Oral Presentation Australian Diabetes Society and the Australian Diabetes Educators Association Annual Scientific Meeting 2017

Day-to-day variability of fasting self-measured blood glucose (SMBG) correlates with risk of hypoglycaemia in adults with type 1 (T1D) and type 2 diabetes (T2D) (#31)

Timothy S Bailey 1 , Anuj Bhargava 2 , J. Hans DeVries 3 , Gregg Gerety 4 , Janusz Gumprecht 5 , Wendy Lane 6 , Carol Wysham 7 , Britta Anker Bak 8 , Elise Hachmann-Nielsen 8 , Athena Philis-Tsimikas 9 , Sultan Linjawi 10
  1. AMCR Institute, Escondido, California, USA
  2. Iowa Diabetes and Endocrinology Research Center, Des Moines, Iowa, USA
  3. Academic Medical Center (AMC), University of Amsterdam, Amsterdam, The Netherlands
  4. Albany Medical Center, Albany, New York, USA
  5. Medical University of Silesia, Zabrze, Poland
  6. Mountain Diabetes and Endocrine Center, Asheville, North Carolina, USA
  7. Rockwood Clinic, Spokane, Washington, USA
  8. Novo Nordisk A/S, Søborg, Denmark
  9. Whittier Diabetes Institute, Scripps Health, San Diego, California, USA
  10. Coffs Harbour Diabetes Clinic, Coffs Harbour, New South Wales, Australia

The relationship between hypoglycaemia and day-to-day variability of glycaemic control has not been well established.

A post hoc analysis was performed correlating day-to-day variability of fasting SMBG with hypoglycaemia in two double-blind, treat-to-target, crossover trials that compared insulin degludec once daily (OD) with insulin glargine 100 units/mL OD in adults with T1D (SWITCH 1, n=501) or insulin-experienced adults with T2D (SWITCH 2, n=721). Available SMBG measurements were used to determine a weekly variance for each patient, using the log SMBG values to allow for relative comparisons. For each patient and treatment, the geometric mean of the weekly variance was calculated and these values were categorised into low, medium and high tertiles as a measure for day-to-day variability. The effect of having low or high variability compared with medium variability was analysed in relation to overall symptomatic (severe or blood glucose [<3.1 mmol/L] confirmed), nocturnal symptomatic (00:01–05:59), and severe (requiring third-party assistance and confirmed by a blinded adjudication committee) hypoglycaemia.
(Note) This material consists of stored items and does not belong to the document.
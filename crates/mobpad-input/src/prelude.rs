//! Common imports for driving the input engine.

pub use crate::colour::{ColourKey, CompositeKey};
pub use crate::geometry::{BoundingBox, Point};
pub use crate::pad::PadState;
pub use crate::region::{RegionCache, RegionLocator};
pub use crate::registry::{ColourRegistry, InputDescriptor, InputKind, standard};
pub use crate::state::{FieldMap, FieldValue};
pub use crate::surface::{PixelSurface, RgbaSurface};
pub use crate::tracker::{PointerId, PointerSession};
//! Colour keys: RGBA tuples used purely as region identifiers.

use core::fmt;
use core::str::FromStr;

use mobpad_errors::InputError;
use serde::{Deserialize, Deserializer, Serialize, Serializer};

/// An exact RGBA8 pixel value identifying a hit region.
///
/// The text form is `"r,g,b,a"`, the format layouts are authored in.
#[derive(Debug, Clone, Copy, PartialEq, Eq, Hash, PartialOrd, Ord)]
pub struct ColourKey(pub [u8; 4]);

impl ColourKey {
    /// Build a key from its four channels.
    pub const fn rgba(r: u8, g: u8, b: u8, a: u8) -> Self {
        Self([r, g, b, a])
    }

    /// Build a fully opaque key.
    pub const fn opaque(r: u8, g: u8, b: u8) -> Self {
        Self([r, g, b, 255])
    }

    /// Read a key from the first four bytes of an RGBA slice.
    pub fn from_slice(bytes: &[u8]) -> Option<Self> {
        match bytes {
            [r, g, b, a, ..] => Some(Self([*r, *g, *b, *a])),
            _ => None,
        }
    }

    /// Channel values in RGBA order.
    pub const fn channels(&self) -> [u8; 4] {
        self.0
    }
}

impl fmt::Display for ColourKey {
    fn fmt(&self, f: &mut fmt::Formatter<'_>) -> fmt::Result {
        let [r, g, b, a] = self.0;
        write!(f, "{r},{g},{b},{a}")
    }
}

impl FromStr for ColourKey {
    type Err = InputError;

    fn from_str(s: &str) -> Result<Self, Self::Err> {
        let mut channels = [0u8; 4];
        let mut parts = s.split(',');
        for channel in channels.iter_mut() {
            let part = parts
                .next()
                .ok_or_else(|| InputError::invalid_colour_key(s))?;
            *channel = part
                .trim()
                .parse::<u8>()
                .ok()
                .ok_or_else(|| InputError::invalid_colour_key(s))?;
        }
        if parts.next().is_some() {
            return Err(InputError::invalid_colour_key(s));
        }
        Ok(Self(channels))
    }
}

impl Serialize for ColourKey {
    fn serialize<S: Serializer>(&self, serializer: S) -> Result<S::Ok, S::Error> {
        serializer.collect_str(self)
    }
}

impl<'de> Deserialize<'de> for ColourKey {
    fn deserialize<D: Deserializer<'de>>(deserializer: D) -> Result<Self, D::Error> {
        let raw = String::deserialize(deserializer)?;
        raw.parse().map_err(serde::de::Error::custom)
    }
}

/// One or more colour keys treated as a single region.
///
/// A sampled colour matches if it equals any member.
#[derive(Debug, Clone, PartialEq, Eq, Default)]
pub struct CompositeKey(Vec<ColourKey>);

impl CompositeKey {
    /// Build a composite from its members. Duplicates are dropped.
    pub fn new(keys: impl IntoIterator<Item = ColourKey>) -> Self {
        let mut members: Vec<ColourKey> = Vec::new();
        for key in keys {
            if !members.contains(&key) {
                members.push(key);
            }
        }
        Self(members)
    }

    /// Whether `colour` equals any member.
    pub fn matches(&self, colour: ColourKey) -> bool {
        self.0.contains(&colour)
    }

    /// Member keys.
    pub fn keys(&self) -> &[ColourKey] {
        &self.0
    }

    /// Number of members.
    pub fn len(&self) -> usize {
        self.0.len()
    }

    /// Whether the composite has no members.
    pub fn is_empty(&self) -> bool {
        self.0.is_empty()
    }
}

impl From<ColourKey> for CompositeKey {
    fn from(key: ColourKey) -> Self {
        Self(vec![key])
    }
}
Day-to-day SMBG variability was a significant predictor for the risk of overall and nocturnal hypoglycaemia in T1D and T2D, and severe hypoglycaemia in T1D (Table).

In conclusion, day-to-day glycaemic variability relates to hypoglycaemia risk.

Table: Effect of fasting SMBG variability on hypoglycaemia in SWITCH 1 and 2: low and high tertiles compared with medium tertiles.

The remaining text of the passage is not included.